Football Manager kariyer hikayelerimize kaldığımız yerden hız kesmeden devam ediyoruz. Siesta adını verdiğimiz İspanya kariyerimizin 2. bölümü sizlerle.
A.Madrid ile kupasız fakat umut veren ilk sezonun ardında, yaz transfer sezonunu baya hareketli ve tuzlu geçirdik. Birçok oyuncu ile yollar ayırırken, bir o kadarda oyuncu ile anlaşma sağladık.
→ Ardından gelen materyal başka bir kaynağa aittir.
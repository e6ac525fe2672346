use super::Aead;
use crate::common;
use crate::error::{CryptoError, Error, FormatError, Result};
use aes_gcm::aead::generic_array::typenum::Unsigned;
use aes_gcm::aead::{AeadCore, KeyInit, Nonce, Payload};

/// A single-key AEAD over any RustCrypto cipher.
///
/// Output layout: `nonce || ciphertext || tag`, with a fresh random nonce
/// per message.
///
/// 基于任意 RustCrypto 密码的单密钥 AEAD。
///
/// 输出布局：`nonce || ciphertext || tag`，每条消息使用新的随机 nonce。
pub(crate) struct AeadCipher<C> {
    cipher: C,
}

impl<C> AeadCipher<C>
where
    C: aes_gcm::aead::Aead + KeyInit,
{
    pub(crate) fn new(key: &[u8], type_url: &str) -> Result<Self> {
        let cipher = C::new_from_slice(key)
            .map_err(|_| FormatError::InvalidKeyMaterial(type_url.to_string()))?;
        Ok(Self { cipher })
    }

    fn nonce_size() -> usize {
        <C as AeadCore>::NonceSize::USIZE
    }

    fn tag_size() -> usize {
        <C as AeadCore>::TagSize::USIZE
    }
}

impl<C> Aead for AeadCipher<C>
where
    C: aes_gcm::aead::Aead + KeyInit + Send + Sync,
{
    fn encrypt(&self, plaintext: &[u8], associated_data: &[u8]) -> Result<Vec<u8>> {
        let mut output = common::random_bytes(Self::nonce_size())?;
        let nonce = Nonce::<C>::from_slice(&output);
        let ciphertext = self
            .cipher
            .encrypt(
                nonce,
                Payload {
                    msg: plaintext,
                    aad: associated_data,
                },
            )
            .map_err(|_| CryptoError::EncryptionFailed)?;
        output.extend_from_slice(&ciphertext);
        Ok(output)
    }

    fn decrypt(&self, ciphertext: &[u8], associated_data: &[u8]) -> Result<Vec<u8>> {
        if ciphertext.len() < Self::nonce_size() + Self::tag_size() {
            return Err(Error::Format(FormatError::InvalidCiphertext));
        }
        let (nonce, body) = ciphertext.split_at(Self::nonce_size());
        self.cipher
            .decrypt(
                Nonce::<C>::from_slice(nonce),
                Payload {
                    msg: body,
                    aad: associated_data,
                },
            )
            .map_err(|_| Error::Crypto(CryptoError::DecryptionFailed))
    }
}

#[cfg(test)]
mod tests {
    use super::*;
    use aes_gcm::Aes128Gcm;
    use chacha20poly1305::XChaCha20Poly1305;

    #[test]
    fn test_nonce_is_prepended() {
        let aead = AeadCipher::<Aes128Gcm>::new(&[3; 16], "test").unwrap();
        let ciphertext = aead.encrypt(b"hello", b"ad").unwrap();
        assert_eq!(ciphertext.len(), 12 + 5 + 16);
        assert_eq!(aead.decrypt(&ciphertext, b"ad").unwrap(), b"hello");
    }

    #[test]
    fn test_nonces_differ() {
        let aead = AeadCipher::<XChaCha20Poly1305>::new(&[9; 32], "test").unwrap();
        let a = aead.encrypt(b"same", b"").unwrap();
        let b = aead.encrypt(b"same", b"").unwrap();
        assert_ne!(a, b);
        assert_eq!(a.len(), 24 + 4 + 16);
    }

    #[test]
    fn test_tampering_and_wrong_ad_fail() {
        let aead = AeadCipher::<Aes128Gcm>::new(&[3; 16], "test").unwrap();
        let mut ciphertext = aead.encrypt(b"hello", b"ad").unwrap();
        assert!(matches!(
            aead.decrypt(&ciphertext, b"other"),
            Err(Error::Crypto(CryptoError::DecryptionFailed))
        ));
        let last = ciphertext.len() - 1;
        ciphertext[last] ^= 1;
        assert!(aead.decrypt(&ciphertext, b"ad").is_err());
        assert!(matches!(
            aead.decrypt(&ciphertext[..10], b"ad"),
            Err(Error::Format(FormatError::InvalidCiphertext))
        ));
    }

    #[test]
    fn test_wrong_key_length() {
        assert!(AeadCipher::<Aes128Gcm>::new(&[0; 15], "test").is_err());
    }
}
Hedefimiz ilk sezon elimizin tersi ile ittiğimiz fırsatları bu sefer yakalamaktı.
Öncelikle kariyer hikayesine başlamadan önce Atletico Madrid ile yapmış olduğum kariyerin 1.sezonuna buradan göz atmanızı öneririm.İlk sezonu okuduysanız yazının devamından keyfi almanızı dilerim
Transfer Sezonu
Çok istemediğim bir anlaşma ile Rodri’yi 103 milyon avro karşılığında Manu’ya satmak zorunda kaldım. Bu kayıp üzerine Rodri’nin yerini evladım gibi olan, eski takımıma da kazandırdığım Sandro Tonali ile doldurdum.
Weigl ve Savic’i Tottenham’a yollarken, Correa’yı Milan’a gönderdim. Milan’dan Riccardi ve Romagnoli’yi kadroma kattım.
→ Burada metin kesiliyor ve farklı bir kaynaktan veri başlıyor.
//! Message authentication codes: the [`Mac`] interface, an HMAC-SHA256 key
//! manager and the [`MacWrapper`].
//!
//! 消息认证码：[`Mac`] 接口、HMAC-SHA256 密钥管理器和 [`MacWrapper`]。
use crate::common;
use crate::error::{CryptoError, Error, FormatError, Result};
use crate::keyset::{KeyData, KeyMaterialType, KeyTemplate, OutputPrefixType};
use crate::primitive_set::PrimitiveSet;
use crate::registry::{
    Configuration, KeyFactory, KeyManager, PrimitiveWrapper, Registry, RegistryImpl,
};
use bincode::{Decode, Encode};
use hmac::{Hmac, Mac as _};
use sha2::Sha256;
use tracing::warn;
use zeroize::{Zeroize, ZeroizeOnDrop, Zeroizing};

pub const HMAC_TYPE_URL: &str = "type.googleapis.com/google.crypto.tink.HmacKey";

const VERSION: u32 = 0;
const MIN_KEY_SIZE: u32 = 16;
const MIN_TAG_SIZE: u32 = 16;
const MAX_TAG_SIZE: u32 = 32;

type HmacSha256 = Hmac<Sha256>;

/// Computes and verifies authentication tags.
///
/// 计算并验证认证标签。
pub trait Mac: Send + Sync {
    fn compute_mac(&self, data: &[u8]) -> Result<Vec<u8>>;

    /// Succeeds only if `mac` is a valid tag for `data`.
    ///
    /// 只有当 `mac` 是 `data` 的有效标签时才成功。
    fn verify_mac(&self, mac: &[u8], data: &[u8]) -> Result<()>;
}

/// Parameters of an HMAC-SHA256 key template.
#[derive(Clone, Copy, Debug, PartialEq, Eq, Encode, Decode)]
pub struct HmacKeyFormat {
    pub key_size: u32,
    pub tag_size: u32,
}

impl HmacKeyFormat {
    /// Serializes the format into a template value.
    pub fn encode(&self) -> Result<Vec<u8>> {
        common::encode_to_vec(self)
    }
}

fn validate_sizes(key_size: usize, tag_size: u32) -> Result<()> {
    if key_size < MIN_KEY_SIZE as usize || !(MIN_TAG_SIZE..=MAX_TAG_SIZE).contains(&tag_size) {
        return Err(FormatError::InvalidKeyFormat(HMAC_TYPE_URL.to_string()).into());
    }
    Ok(())
}

#[derive(Encode, Decode, Zeroize, ZeroizeOnDrop)]
struct HmacKey {
    #[zeroize(skip)]
    version: u32,
    #[zeroize(skip)]
    tag_size: u32,
    key_value: Vec<u8>,
}

struct HmacSha256Mac {
    key: Zeroizing<Vec<u8>>,
    tag_size: usize,
}

impl HmacSha256Mac {
    fn mac(&self, data: &[u8]) -> Result<HmacSha256> {
        let mut mac = HmacSha256::new_from_slice(&self.key)
            .map_err(|_| FormatError::InvalidKeyMaterial(HMAC_TYPE_URL.to_string()))?;
        mac.update(data);
        Ok(mac)
    }
}

impl Mac for HmacSha256Mac {
    fn compute_mac(&self, data: &[u8]) -> Result<Vec<u8>> {
        let tag = self.mac(data)?.finalize().into_bytes();
        Ok(tag[..self.tag_size].to_vec())
    }

    fn verify_mac(&self, mac: &[u8], data: &[u8]) -> Result<()> {
        if mac.len() != self.tag_size {
            return Err(CryptoError::InvalidMac.into());
        }
        self.mac(data)?
            .verify_truncated_left(mac)
            .map_err(|_| Error::Crypto(CryptoError::InvalidMac))
    }
}

/// Key manager for HMAC-SHA256 with a configurable tag size.
///
/// 可配置标签长度的 HMAC-SHA256 密钥管理器。
#[derive(Clone, Copy, Debug, Default)]
pub struct HmacSha256KeyManager;

impl KeyFactory for HmacSha256KeyManager {
    fn type_url(&self) -> &str {
        HMAC_TYPE_URL
    }

    fn key_material_type(&self) -> KeyMaterialType {
        KeyMaterialType::Symmetric
    }

    fn new_key_data(&self, template: &KeyTemplate) -> Result<KeyData> {
        let format: HmacKeyFormat = common::decode_from_slice(&template.value)
            .map_err(|_| FormatError::InvalidKeyFormat(HMAC_TYPE_URL.to_string()))?;
        validate_sizes(format.key_size as usize, format.tag_size)?;
        let key = HmacKey {
            version: VERSION,
            tag_size: format.tag_size,
            key_value: common::random_bytes(format.key_size as usize)?,
        };
        Ok(KeyData::new(
            HMAC_TYPE_URL,
            common::encode_to_vec(&key)?,
            KeyMaterialType::Symmetric,
        ))
    }
}

impl KeyManager for HmacSha256KeyManager {
    type Primitive = dyn Mac;

    fn primitive(&self, key_data: &KeyData) -> Result<Box<dyn Mac>> {
        let key: HmacKey = common::decode_from_slice(key_data.value())
            .map_err(|_| FormatError::InvalidKeyMaterial(HMAC_TYPE_URL.to_string()))?;
        if key.version != VERSION {
            return Err(FormatError::InvalidKeyMaterial(HMAC_TYPE_URL.to_string()).into());
        }
        validate_sizes(key.key_value.len(), key.tag_size)
            .map_err(|_| FormatError::InvalidKeyMaterial(HMAC_TYPE_URL.to_string()))?;
        Ok(Box::new(HmacSha256Mac {
            key: Zeroizing::new(key.key_value.clone()),
            tag_size: key.tag_size as usize,
        }))
    }
}

/// Composes a set of MACs into one.
///
/// Tags are prefixed with the primary's output prefix. Keys with the
/// `Legacy` prefix authenticate `data || 0x00` instead of `data`.
///
/// 将一组 MAC 组合为一个。
///
/// 标签以主密钥的输出前缀开头。使用 `Legacy` 前缀的密钥认证 `data || 0x00` 而不是 `data`。
#[derive(Clone, Copy, Debug, Default)]
pub struct MacWrapper;

impl PrimitiveWrapper for MacWrapper {
    type Primitive = dyn Mac;

    fn wrap(&self, primitive_set: PrimitiveSet<dyn Mac>) -> Result<Box<dyn Mac>> {
        Ok(Box::new(WrappedMac { primitive_set }))
    }
}

struct WrappedMac {
    primitive_set: PrimitiveSet<dyn Mac>,
}

fn authenticated_data(output_prefix_type: OutputPrefixType, data: &[u8]) -> Vec<u8> {
    let mut input = data.to_vec();
    if output_prefix_type == OutputPrefixType::Legacy {
        input.push(0x00);
    }
    input
}

impl Mac for WrappedMac {
    fn compute_mac(&self, data: &[u8]) -> Result<Vec<u8>> {
        let primary = self.primitive_set.primary();
        let input = authenticated_data(primary.output_prefix_type(), data);
        let tag = primary.primitive().compute_mac(&input)?;
        let mut output = primary.output_prefix().to_vec();
        output.extend_from_slice(&tag);
        Ok(output)
    }

    fn verify_mac(&self, mac: &[u8], data: &[u8]) -> Result<()> {
        for (entry, tag) in self.primitive_set.candidates(mac) {
            let input = authenticated_data(entry.output_prefix_type(), data);
            if entry.primitive().verify_mac(tag, &input).is_ok() {
                return Ok(());
            }
        }
        warn!(
            candidates = self.primitive_set.len(),
            "no key in the keyset could verify the mac"
        );
        Err(Error::NoMatchingKey)
    }
}

pub(crate) fn install(registry: &mut RegistryImpl) -> Result<()> {
    registry.register_key_manager(HmacSha256KeyManager)?;
    registry.register_primitive_wrapper(MacWrapper)
}

/// Registers the MAC key manager and wrapper in the global registry.
pub fn register() -> Result<()> {
    install(&mut Registry::write())
}

pub fn register_in(config: &mut Configuration) -> Result<()> {
    install(config.registry_mut())
}

fn hmac_template(key_size: u32, tag_size: u32) -> Result<KeyTemplate> {
    Ok(KeyTemplate::new(
        HMAC_TYPE_URL,
        HmacKeyFormat { key_size, tag_size }.encode()?,
        OutputPrefixType::Tink,
    ))
}

/// HMAC-SHA256, 32-byte key, 32-byte tag.
pub fn hmac_sha256_tag256() -> Result<KeyTemplate> {
    hmac_template(32, 32)
}

/// HMAC-SHA256, 32-byte key, 16-byte tag.
pub fn hmac_sha256_tag128() -> Result<KeyTemplate> {
    hmac_template(32, 16)
}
İlk sezonun yıldız isimlerinden Ozan’ın ise bonservisini 30 milyon avro karşılığında aldım.
Forvet takviyesini ise genç bir isimle yapmıştım. Erwin Sanchez!
Devam eden kariyerimde Sanchez’in durumu:
Sattıklarım ile beraber toplamda Transfere harcadığım fiyat 100 milyon avroyu geçmişti. Geçen sene ucundan döndüğümüz finalleri bu sezon kazanmak için böyle bir transfer sezonuna ihtiyacımız vardı. Hedefler büyüktü!
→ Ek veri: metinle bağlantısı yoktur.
//! The extension points of the registry.
//!
//! A key type is plugged in by implementing [`KeyManager`] (which builds on
//! [`KeyFactory`]); a primitive interface is made composable by implementing
//! [`PrimitiveWrapper`]. Both traits name the primitive they deal in through
//! an associated type, so the registry can check at lookup time that a key
//! type produces the interface the caller asked for.
//!
//! 注册表的扩展点。
//!
//! 通过实现 [`KeyManager`]（构建于 [`KeyFactory`] 之上）来接入一种密钥类型；
//! 通过实现 [`PrimitiveWrapper`] 使一种原语接口可组合。两个 trait 都通过关联类型
//! 指明其处理的原语，因此注册表可以在查找时检查密钥类型是否产生调用方请求的接口。
use crate::error::{Error, Result};
use crate::keyset::{KeyData, KeyMaterialType, KeyTemplate};
use crate::primitive_set::PrimitiveSet;

/// Generates and derives key data for one key type, independent of the
/// primitive the key is later turned into.
///
/// 为一种密钥类型生成和派生密钥数据，与该密钥之后被转换成的原语无关。
pub trait KeyFactory: Send + Sync {
    /// The type URL this factory is registered under.
    fn type_url(&self) -> &str;

    /// The material class of the key data this factory produces.
    fn key_material_type(&self) -> KeyMaterialType;

    /// Generates fresh key data from a template of this key type.
    ///
    /// 根据此密钥类型的模板生成新的密钥数据。
    fn new_key_data(&self, template: &KeyTemplate) -> Result<KeyData>;

    /// Derives the public key data of a private key.
    ///
    /// Only managers of asymmetric private keys support this.
    ///
    /// 派生私钥的公钥数据。只有非对称私钥的管理器支持此操作。
    fn public_key_data(&self, _private_key_data: &KeyData) -> Result<KeyData> {
        Err(Error::NotAPrivateKeyset(self.type_url().to_string()))
    }
}

/// Turns key data of one type into a primitive of one interface.
///
/// 将一种类型的密钥数据转换为一种接口的原语。
pub trait KeyManager: KeyFactory {
    /// The primitive interface this manager constructs, e.g. `dyn Aead`.
    type Primitive: ?Sized + 'static;

    fn does_support(&self, type_url: &str) -> bool {
        type_url == self.type_url()
    }

    /// Builds a primitive from key data.
    ///
    /// 从密钥数据构建原语。
    fn primitive(&self, key_data: &KeyData) -> Result<Box<Self::Primitive>>;
}

/// Composes a [`PrimitiveSet`] into a single primitive of the same interface.
///
/// Implementations use the primary entry for operations that produce new
/// output and try [`PrimitiveSet::candidates`] in order for operations that
/// consume output, stopping at the first success.
///
/// 将 [`PrimitiveSet`] 组合为同一接口的单个原语。
///
/// 实现对产生新输出的操作使用主条目，对消费输出的操作按顺序尝试
/// [`PrimitiveSet::candidates`]，在第一次成功时停止。
pub trait PrimitiveWrapper: Send + Sync {
    type Primitive: ?Sized + 'static;

    fn wrap(&self, primitive_set: PrimitiveSet<Self::Primitive>)
        -> Result<Box<Self::Primitive>>;
}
Bir maçı 6-0 kazanmaktansa, 6 maçı 1-0 kazanmayı yeğlerim. (Fabio Capello)
Lig
Yoğun ve pahala transfer sezonun ardından ligi evimizde Sevilla maçı ile açtık. Büyük umutlarla başladığımız sezonun ilk maçında şok bir mağlubiyet aldık. Sevilla karşısında 2-3 mağlup bitirdik. Bu dakikadan sonra işleri daha fazla ciddiye almaya başladık.
Sevilla mağlubiyetinin ardından Ekim ayının ikinci haftasında oynayacağımız Barcelona maçına kadar maç kaybetmedik, bu sırada Real Madrid’i evimizde 2-1 devirmiştik. Barcelona maçı ise bizim için bir felaket olmuştu.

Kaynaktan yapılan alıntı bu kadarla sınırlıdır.